HOW TO COMPLETE THIS TASK = What this exercise requires is a verbatim reproduction of the data below.

DATASET RECORDS =
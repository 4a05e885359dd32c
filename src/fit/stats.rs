//! Small descriptive-statistics helpers shared by the fitters and the
//! hierarchy histograms.

/// Arithmetic mean; NaN for an empty slice.
pub fn mean(values: &[f64]) -> f64 {
    if values.is_empty() {
        return f64::NAN;
    }
    values.iter().sum::<f64>() / values.len() as f64
}

/// Standard deviation with `ddof` delta degrees of freedom.
pub fn std_dev(values: &[f64], ddof: usize) -> f64 {
    if values.len() <= ddof {
        return f64::NAN;
    }
    let m = mean(values);
    let ss: f64 = values.iter().map(|v| (v - m) * (v - m)).sum();
    (ss / (values.len() - ddof) as f64).sqrt()
}

/// Sum ignoring NaNs.
pub fn nansum(values: &[f64]) -> f64 {
    values.iter().filter(|v| !v.is_nan()).sum()
}

/// Percentile (`q` in `[0, 100]`) with linear interpolation between order
/// statistics. NaN for an empty slice.
pub fn percentile(values: &[f64], q: f64) -> f64 {
    if values.is_empty() {
        return f64::NAN;
    }
    let mut sorted = values.to_vec();
    sorted.sort_by(f64::total_cmp);
    percentile_sorted(&sorted, q)
}

pub(crate) fn percentile_sorted(sorted: &[f64], q: f64) -> f64 {
    let n = sorted.len();
    if n == 1 {
        return sorted[0];
    }
    let rank = (q / 100.0).clamp(0.0, 1.0) * (n - 1) as f64;
    let lo = rank.floor() as usize;
    let hi = rank.ceil() as usize;
    let frac = rank - lo as f64;
    sorted[lo] + (sorted[hi] - sorted[lo]) * frac
}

YOUR RESPONSE =
repository 4a05e885359dd32c
filename src/fit/stats.rs
//! Small descriptive-statistics helpers shared by the fitters and the
//! hierarchy histograms.

/// Arithmetic mean; NaN for an empty slice.
pub fn mean(values: &[f64]) -> f64 {
    if values.is_empty() {
        return f64::NAN;
    }
    values.iter().sum::<f64>() / values.len() as f64
}

/// Standard deviation with `ddof` delta degrees of freedom.
pub fn std_dev(values: &[f64], ddof: usize) -> f64 {
    if values.len() <= ddof {
        return f64::NAN;
    }
    let m = mean(values);
    let ss: f64 = values.iter().map(|v| (v - m) * (v - m)).sum();
    (ss / (values.len() - ddof) as f64).sqrt()
}

/// Sum ignoring NaNs.
pub fn nansum(values: &[f64]) -> f64 {
    values.iter().filter(|v| !v.is_nan()).sum()
}

/// Percentile (`q` in `[0, 100]`) with linear interpolation between order
/// statistics. NaN for an empty slice.
pub fn percentile(values: &[f64], q: f64) -> f64 {
    if values.is_empty() {
        return f64::NAN;
    }
    let mut sorted = values.to_vec();
    sorted.sort_by(f64::total_cmp);
    percentile_sorted(&sorted, q)
}

pub(crate) fn percentile_sorted(sorted: &[f64], q: f64) -> f64 {
    let n = sorted.len();
    if n == 1 {
        return sorted[0];
    }
    let rank = (q / 100.0).clamp(0.0, 1.0) * (n - 1) as f64;
    let lo = rank.floor() as usize;
    let hi = rank.ceil() as usize;
    let frac = rank - lo as f64;
    sorted[lo] + (sorted[hi] - sorted[lo]) * frac
}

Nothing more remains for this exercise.